«New Work muss raus aus der Elite-Blase», mahnte bereits 2018 Nicole Thurn an, freie Journalistin und Moderatorin. Die meisten Publikationen, Studien und in der Praxis umgesetzten Konzepte zu New Work (neue Arbeitswelten) beschäftigen sich mit flexiblen Arbeitszeitmodellen, Homeoffice sowie Raumgestaltung und Formen der Zusammenarbeit für Büroangestellte. 2023 rückte eine Studie der Randstadt Zeitarbeitsfirma in den Fokus, dass auch Arbeitnehmende ausserhalb der Büros (im Englischen die ‘Non-Office Workers’) den Wunsch nach Flexibilität und alternativen Arbeitsmodellen haben. Seitdem scheint jedoch noch nicht viel passiert zu sein, obwohl der Handlungsdruck für die Unternehmen steigt.
In diesem Monat sind wieder viele junge Menschen in Graubünden in die berufliche Grundbildung gestartet. Die Zahlen dürften wieder auf dem Vorjahresniveau liegen, als insgesamt rund 1600 Lernende an Bündner Berufsfachschulen starteten. Davon arbeiten nur etwa 200 Lernende in Büro-Jobs, während 1400 Lernende eine Lehre ausserhalb des Büros wählten. Diesem Teil der Arbeitnehmerinnen und Arbeitnehmer werden die meisten Konzepte zu New Work also eher nicht gerecht. Schichtbetrieb in Spitälern, komplex und eng getaktete Produktionsabläufe in der Industrie oder unvorhersehbare Störungseinsätze in der Energiewirtschaft; Es gibt verschiedenste Szenarien ausserhalb der Büros, die es schwierig erscheinen lassen, New-Work-Konzepte umzusetzen.
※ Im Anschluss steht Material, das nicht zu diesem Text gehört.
/// Aggregated view of quiz progress, useful for UI.
#[derive(Debug, Clone, Copy, PartialEq, Eq)]
pub struct QuizProgress {
    pub total: usize,
    pub answered: usize,
    pub correct: u32,
    pub remaining: usize,
    pub is_complete: bool,
}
Und dennoch sind die Bedürfnisse nach neuen Lösungen da, wie eine Studie der Fachhochschule Graubünden beispielhaft für das Bauhauptgewerbe in Graubünden herausgefunden hat. Gefragt nach ihren Bedürfnissen und Wünschen am Arbeitsplatz zeigten Baupoliere und Bauführerinnen auf, dass auch bei körperlich fordernder Arbeit Themen wie Arbeitszeitgestaltung, Wertschätzung, Führungsverständnis oder Weiterbildung wichtig sind. Und dabei ist es keineswegs einfach, das richtige Modell zu finden. Beispielsweise finden 72 Prozent der Befragungsteilnehmer die herkömmliche 5-Tage-Woche attraktiv. Mit der 5-Tage-Woche würde man also die Mehrheit ansprechen. Aber Fakt ist auch, dass 68 Prozent auch eine 4-Tage-Woche interessant fänden.
Unternehmerinnen und Unternehmer sind daher gefordert, die Bedürfnisse individuell zu erkennen und nach Wegen zu suchen, diese zu adressieren. Wer das nicht tut, droht im Wettbewerb um die immer knapper werdenden Fachkräfte ins Hintertreffen zu geraten. Fehlende Personalressourcen limitieren nicht nur künftiges Wachstum, sondern führen bei einer alternden Belegschaft sogar zu einer wirtschaftlichen Schwächung. Wenn die geburtenstarken Jahrgänge der Babyboomer aus dem Erwerbsleben ausscheiden, wird in allen Berufsfeldern eine Lücke am Arbeitsmarkt entstehen. Künftige Generationen von Non-Office-Workers werden es sich daher erlauben dürfen, New Work auch in ihrer Arbeitsumgebung zu fordern. Im Gegenzug ist mit höherer Leistung, Zufriedenheit und Loyalität der Mitarbeitenden zu rechnen.
In diesem Sinne formulierte ein im Rahmen der FHGR-Studie befragter junger Bauführer, es gehe bei New Work für Non-Office-Workers nicht um das «ob», sondern um das «wie». Also, liebe Arbeitgeberinnen und Arbeitgeber, seid mutig, kreativ und proaktiv, damit von den 1400 Non-Office-Lernenden in Graubünden möglichst viele ihr Talent auch nach der Ausbildung in Graubünden einsetzen werden.
Prof. Dr. Frank Bau ist Professor für Leadership und General Management am Zentrum für Betriebswirtschaftslehre der FH Graubünden. Alle vier Wochen diskutiert die einzige Fachhochschule im Kanton an dieser Stelle aktuelle Themen aus Lehre und Forschung.